The World Meteorological Organization, the specialised agency of the United Nations monitoring weather and climatic conditions, has confirmed that last year was the fourth hottest year on record.

The WMO also confirmed that taken together, the past four years were the four warmest years on record.

According to the UN agency, the average global temperature last year was 1 degree Celsius above pre-industrial levels.

The hottest year was 2016, when average temperatures of 1.2 degrees above historic levels were recorded.

The confirmation from the WMO came just ahead of the publication of the latest update on global climate conditions from NASA and the National Oceanic and Atmospheric Administration.

Secretary General of the WMO, Petteri Taalas, also confirmed that 20 of the warmest years on record have all occurred in the past 22 years.

However, he said: "Temperatures are only part of the story. Extreme and high impact weather affected many countries and millions of people, with devastating repercussions for economies and ecosystems in 2018.

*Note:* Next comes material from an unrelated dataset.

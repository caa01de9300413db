pub mod api;
pub mod core;
pub mod logging;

"Greenhouse gas emission reduction and climate adaptation measures should be a top global priority."

Australia has just had its warmest January on record, with heatwaves unprecedented in their scale and duration.

Tasmania had its driest January on record, conditions that brought destructive bushfires.

The WMO said today that intense heatwaves are becoming more frequent as a result of climate change.

Extreme heat in the southern hemisphere contrasted with extreme cold in parts of North America in January.

The WMO Secretary General pointed out that the Arctic is warming at twice the global average.

A large fraction of the ice in the region has melted, and those changes are affecting weather patterns outside the Arctic in the Northern Hemisphere.

A part of the cold anomalies at lower latitudes could be linked to the dramatic changes in the Arctic, he said.

He added that what happens at the poles does not stay at the poles, but influences weather and climate conditions in lower latitudes where hundreds of millions of people live.